◆ What you will do
Select from the records below every line that has the word "Skipping" in it.

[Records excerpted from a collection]
────
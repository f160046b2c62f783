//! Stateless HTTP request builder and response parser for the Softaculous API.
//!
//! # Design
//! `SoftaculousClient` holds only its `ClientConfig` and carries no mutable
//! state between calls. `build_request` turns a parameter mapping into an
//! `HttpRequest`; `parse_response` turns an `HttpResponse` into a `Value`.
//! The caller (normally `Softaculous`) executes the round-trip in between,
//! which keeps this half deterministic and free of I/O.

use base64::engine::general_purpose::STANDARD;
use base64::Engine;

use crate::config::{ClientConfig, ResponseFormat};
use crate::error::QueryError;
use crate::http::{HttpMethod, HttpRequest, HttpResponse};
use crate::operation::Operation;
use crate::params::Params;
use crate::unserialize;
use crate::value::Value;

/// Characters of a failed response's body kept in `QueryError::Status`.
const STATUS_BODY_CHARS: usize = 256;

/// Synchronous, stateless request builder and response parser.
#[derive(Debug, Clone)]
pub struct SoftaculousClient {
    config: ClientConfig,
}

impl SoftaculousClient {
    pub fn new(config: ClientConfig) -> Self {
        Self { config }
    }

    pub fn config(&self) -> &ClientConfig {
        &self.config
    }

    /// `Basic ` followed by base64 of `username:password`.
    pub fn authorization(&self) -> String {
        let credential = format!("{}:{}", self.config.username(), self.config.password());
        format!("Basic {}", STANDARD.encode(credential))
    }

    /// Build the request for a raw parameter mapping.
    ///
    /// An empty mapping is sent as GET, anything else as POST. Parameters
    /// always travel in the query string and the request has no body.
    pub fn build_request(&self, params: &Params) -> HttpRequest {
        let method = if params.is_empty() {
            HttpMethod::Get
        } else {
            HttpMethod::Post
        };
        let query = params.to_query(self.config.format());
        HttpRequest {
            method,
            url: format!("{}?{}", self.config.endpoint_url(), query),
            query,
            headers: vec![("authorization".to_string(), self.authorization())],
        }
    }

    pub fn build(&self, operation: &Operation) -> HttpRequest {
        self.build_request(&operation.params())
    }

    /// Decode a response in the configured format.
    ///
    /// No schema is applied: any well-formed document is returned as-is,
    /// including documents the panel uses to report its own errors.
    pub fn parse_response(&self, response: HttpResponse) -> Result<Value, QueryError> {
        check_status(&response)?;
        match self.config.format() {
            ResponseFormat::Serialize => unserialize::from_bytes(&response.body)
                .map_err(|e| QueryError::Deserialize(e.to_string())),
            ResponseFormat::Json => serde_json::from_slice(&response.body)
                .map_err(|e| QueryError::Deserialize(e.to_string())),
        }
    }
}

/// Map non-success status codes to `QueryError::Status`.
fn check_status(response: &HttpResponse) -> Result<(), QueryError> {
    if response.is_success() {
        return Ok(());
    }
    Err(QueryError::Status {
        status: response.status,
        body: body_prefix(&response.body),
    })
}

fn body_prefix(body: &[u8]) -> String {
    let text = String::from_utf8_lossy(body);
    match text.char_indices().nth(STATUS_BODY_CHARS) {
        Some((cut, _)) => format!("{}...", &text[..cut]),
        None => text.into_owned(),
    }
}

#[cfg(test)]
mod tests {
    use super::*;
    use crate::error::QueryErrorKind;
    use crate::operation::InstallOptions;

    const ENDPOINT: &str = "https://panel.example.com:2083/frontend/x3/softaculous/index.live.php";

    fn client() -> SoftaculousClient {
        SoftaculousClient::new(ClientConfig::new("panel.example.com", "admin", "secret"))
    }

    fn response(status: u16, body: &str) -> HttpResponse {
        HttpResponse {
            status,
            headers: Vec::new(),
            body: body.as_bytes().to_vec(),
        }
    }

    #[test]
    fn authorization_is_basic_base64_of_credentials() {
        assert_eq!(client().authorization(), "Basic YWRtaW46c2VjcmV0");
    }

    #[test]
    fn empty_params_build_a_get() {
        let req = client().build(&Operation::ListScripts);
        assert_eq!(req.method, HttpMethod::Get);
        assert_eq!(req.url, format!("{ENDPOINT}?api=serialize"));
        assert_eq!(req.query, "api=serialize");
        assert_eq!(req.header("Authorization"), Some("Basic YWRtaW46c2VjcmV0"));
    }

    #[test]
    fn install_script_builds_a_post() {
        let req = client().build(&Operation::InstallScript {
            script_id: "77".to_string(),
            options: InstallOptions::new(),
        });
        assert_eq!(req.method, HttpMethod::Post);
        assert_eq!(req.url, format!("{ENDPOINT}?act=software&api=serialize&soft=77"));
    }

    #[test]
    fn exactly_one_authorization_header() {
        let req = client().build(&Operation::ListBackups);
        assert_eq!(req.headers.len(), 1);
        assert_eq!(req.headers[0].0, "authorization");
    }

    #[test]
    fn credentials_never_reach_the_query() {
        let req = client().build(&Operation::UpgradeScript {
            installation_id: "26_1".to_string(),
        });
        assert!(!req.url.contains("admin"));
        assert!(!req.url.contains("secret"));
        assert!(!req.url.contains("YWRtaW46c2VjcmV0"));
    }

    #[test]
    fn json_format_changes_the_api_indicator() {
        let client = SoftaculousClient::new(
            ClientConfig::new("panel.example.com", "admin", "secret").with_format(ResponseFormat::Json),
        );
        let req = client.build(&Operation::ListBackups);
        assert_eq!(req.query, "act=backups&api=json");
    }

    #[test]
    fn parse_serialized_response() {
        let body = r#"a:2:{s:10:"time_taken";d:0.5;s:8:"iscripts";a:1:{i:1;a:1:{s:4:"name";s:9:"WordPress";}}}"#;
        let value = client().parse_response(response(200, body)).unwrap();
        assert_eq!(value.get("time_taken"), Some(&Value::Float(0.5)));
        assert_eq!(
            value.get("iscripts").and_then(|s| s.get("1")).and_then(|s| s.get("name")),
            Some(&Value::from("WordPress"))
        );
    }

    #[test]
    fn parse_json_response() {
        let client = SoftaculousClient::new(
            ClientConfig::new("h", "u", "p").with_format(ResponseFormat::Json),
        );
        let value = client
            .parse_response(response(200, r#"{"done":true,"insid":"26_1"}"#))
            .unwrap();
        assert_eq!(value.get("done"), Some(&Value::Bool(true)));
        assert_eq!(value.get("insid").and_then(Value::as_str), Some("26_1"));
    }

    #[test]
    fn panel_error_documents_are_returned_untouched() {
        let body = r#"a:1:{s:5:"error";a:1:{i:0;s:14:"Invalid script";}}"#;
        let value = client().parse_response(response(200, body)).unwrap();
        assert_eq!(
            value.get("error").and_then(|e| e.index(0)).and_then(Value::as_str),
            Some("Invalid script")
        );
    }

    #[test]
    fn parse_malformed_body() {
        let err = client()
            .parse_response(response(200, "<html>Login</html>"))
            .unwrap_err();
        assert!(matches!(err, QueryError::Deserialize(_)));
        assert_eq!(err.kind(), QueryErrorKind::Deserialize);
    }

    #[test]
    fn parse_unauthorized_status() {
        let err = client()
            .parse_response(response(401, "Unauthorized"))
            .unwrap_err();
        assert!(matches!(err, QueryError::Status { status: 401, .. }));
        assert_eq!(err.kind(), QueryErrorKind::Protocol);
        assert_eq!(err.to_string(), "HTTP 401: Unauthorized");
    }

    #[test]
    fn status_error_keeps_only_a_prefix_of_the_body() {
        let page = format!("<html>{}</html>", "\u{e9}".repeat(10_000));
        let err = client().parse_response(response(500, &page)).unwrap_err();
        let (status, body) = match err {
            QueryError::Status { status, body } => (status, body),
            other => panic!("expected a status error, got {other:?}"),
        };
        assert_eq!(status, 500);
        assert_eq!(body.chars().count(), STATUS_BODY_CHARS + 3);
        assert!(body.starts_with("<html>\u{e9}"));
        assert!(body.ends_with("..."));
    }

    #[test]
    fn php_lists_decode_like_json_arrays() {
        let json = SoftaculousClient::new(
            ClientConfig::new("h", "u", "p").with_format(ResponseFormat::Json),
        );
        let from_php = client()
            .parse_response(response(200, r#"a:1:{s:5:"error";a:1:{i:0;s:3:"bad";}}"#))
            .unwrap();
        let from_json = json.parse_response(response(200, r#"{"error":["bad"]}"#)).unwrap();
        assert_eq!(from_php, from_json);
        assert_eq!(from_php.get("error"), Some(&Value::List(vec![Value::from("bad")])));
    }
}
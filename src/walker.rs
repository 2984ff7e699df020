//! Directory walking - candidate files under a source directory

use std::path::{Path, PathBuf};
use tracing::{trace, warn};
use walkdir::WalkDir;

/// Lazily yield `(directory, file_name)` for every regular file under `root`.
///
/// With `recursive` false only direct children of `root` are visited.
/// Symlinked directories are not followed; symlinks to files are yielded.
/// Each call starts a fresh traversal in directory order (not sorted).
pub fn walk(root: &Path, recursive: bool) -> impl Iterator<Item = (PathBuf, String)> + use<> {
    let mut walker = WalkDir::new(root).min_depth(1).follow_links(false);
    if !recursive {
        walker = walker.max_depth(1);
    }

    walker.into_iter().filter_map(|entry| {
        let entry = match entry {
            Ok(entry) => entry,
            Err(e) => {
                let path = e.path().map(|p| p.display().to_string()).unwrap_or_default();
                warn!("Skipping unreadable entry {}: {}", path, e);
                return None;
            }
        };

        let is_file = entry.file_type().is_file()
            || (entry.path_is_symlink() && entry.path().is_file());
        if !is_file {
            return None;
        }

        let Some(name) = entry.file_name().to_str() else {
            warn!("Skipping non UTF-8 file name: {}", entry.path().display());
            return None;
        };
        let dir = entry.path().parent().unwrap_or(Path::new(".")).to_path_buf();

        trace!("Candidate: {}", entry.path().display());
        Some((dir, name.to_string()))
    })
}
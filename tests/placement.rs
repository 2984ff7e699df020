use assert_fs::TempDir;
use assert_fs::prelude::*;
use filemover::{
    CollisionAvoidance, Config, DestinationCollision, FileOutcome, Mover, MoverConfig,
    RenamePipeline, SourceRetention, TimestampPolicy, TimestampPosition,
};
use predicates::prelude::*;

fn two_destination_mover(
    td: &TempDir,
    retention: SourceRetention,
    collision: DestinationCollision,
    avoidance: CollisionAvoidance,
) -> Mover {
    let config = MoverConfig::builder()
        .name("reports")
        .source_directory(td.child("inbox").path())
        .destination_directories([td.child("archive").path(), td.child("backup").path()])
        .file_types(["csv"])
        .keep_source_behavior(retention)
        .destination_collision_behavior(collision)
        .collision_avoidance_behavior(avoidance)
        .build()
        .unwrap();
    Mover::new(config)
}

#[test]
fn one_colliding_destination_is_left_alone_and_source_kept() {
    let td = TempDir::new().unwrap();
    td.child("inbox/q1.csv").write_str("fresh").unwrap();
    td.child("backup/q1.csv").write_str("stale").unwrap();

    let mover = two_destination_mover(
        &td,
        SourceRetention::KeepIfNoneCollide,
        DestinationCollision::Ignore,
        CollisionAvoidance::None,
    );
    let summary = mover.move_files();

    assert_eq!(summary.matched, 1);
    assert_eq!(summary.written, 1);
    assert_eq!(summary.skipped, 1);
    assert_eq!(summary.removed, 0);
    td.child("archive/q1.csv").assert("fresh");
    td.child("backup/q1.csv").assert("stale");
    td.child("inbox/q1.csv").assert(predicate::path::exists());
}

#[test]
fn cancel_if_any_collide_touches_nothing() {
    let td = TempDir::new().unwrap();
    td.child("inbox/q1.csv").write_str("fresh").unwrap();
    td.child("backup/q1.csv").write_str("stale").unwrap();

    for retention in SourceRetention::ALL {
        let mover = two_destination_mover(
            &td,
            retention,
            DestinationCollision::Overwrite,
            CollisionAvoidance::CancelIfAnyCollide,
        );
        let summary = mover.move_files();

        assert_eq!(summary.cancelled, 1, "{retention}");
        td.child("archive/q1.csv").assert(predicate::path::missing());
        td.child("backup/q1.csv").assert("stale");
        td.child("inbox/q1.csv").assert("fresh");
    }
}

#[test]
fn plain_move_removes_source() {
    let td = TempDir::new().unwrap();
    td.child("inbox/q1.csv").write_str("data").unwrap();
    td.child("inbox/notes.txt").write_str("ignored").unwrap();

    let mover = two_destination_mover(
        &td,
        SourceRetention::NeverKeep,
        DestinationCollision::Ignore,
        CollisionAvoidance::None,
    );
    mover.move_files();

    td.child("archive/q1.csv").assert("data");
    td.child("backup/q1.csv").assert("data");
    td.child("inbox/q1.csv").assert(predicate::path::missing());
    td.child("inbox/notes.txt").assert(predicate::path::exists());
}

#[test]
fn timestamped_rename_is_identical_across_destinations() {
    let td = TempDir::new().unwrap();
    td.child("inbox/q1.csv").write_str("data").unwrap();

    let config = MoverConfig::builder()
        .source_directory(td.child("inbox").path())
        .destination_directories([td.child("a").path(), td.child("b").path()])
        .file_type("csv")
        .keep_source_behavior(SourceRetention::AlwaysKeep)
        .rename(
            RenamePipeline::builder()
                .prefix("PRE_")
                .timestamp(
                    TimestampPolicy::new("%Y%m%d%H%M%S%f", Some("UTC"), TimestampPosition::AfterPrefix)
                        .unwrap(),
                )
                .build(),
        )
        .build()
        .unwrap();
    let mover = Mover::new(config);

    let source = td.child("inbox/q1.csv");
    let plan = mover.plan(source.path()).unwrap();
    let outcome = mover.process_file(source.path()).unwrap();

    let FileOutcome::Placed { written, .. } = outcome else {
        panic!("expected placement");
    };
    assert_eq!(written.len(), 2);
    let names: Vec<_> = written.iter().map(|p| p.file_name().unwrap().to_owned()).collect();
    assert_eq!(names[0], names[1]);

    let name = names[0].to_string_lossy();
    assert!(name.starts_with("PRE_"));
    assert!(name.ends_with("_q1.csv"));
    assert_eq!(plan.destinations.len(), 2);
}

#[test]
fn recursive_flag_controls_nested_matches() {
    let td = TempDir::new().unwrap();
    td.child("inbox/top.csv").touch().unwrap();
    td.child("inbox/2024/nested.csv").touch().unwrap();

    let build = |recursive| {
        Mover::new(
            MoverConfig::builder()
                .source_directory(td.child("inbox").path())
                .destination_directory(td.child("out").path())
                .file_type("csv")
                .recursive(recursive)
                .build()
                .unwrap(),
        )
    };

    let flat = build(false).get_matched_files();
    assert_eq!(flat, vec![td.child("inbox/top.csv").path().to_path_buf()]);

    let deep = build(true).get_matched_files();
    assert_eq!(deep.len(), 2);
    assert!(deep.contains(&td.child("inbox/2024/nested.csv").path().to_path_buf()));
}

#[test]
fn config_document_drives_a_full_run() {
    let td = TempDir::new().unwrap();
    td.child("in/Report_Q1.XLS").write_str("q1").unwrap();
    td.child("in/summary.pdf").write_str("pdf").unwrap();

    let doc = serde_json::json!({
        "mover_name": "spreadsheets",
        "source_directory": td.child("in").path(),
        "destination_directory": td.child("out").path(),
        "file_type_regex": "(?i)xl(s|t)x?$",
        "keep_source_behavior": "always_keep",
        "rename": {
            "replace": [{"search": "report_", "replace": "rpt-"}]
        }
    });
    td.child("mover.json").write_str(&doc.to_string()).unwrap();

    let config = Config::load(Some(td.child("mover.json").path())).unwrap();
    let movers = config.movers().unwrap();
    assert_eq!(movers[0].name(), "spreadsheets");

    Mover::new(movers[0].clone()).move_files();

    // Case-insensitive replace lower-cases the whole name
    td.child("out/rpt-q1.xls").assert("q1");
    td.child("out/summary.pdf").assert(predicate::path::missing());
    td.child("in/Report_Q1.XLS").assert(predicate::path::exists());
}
────
◆ Task output
                warn!("Skipping unreadable entry {}: {}", path, e);
            warn!("Skipping non UTF-8 file name: {}", entry.path().display());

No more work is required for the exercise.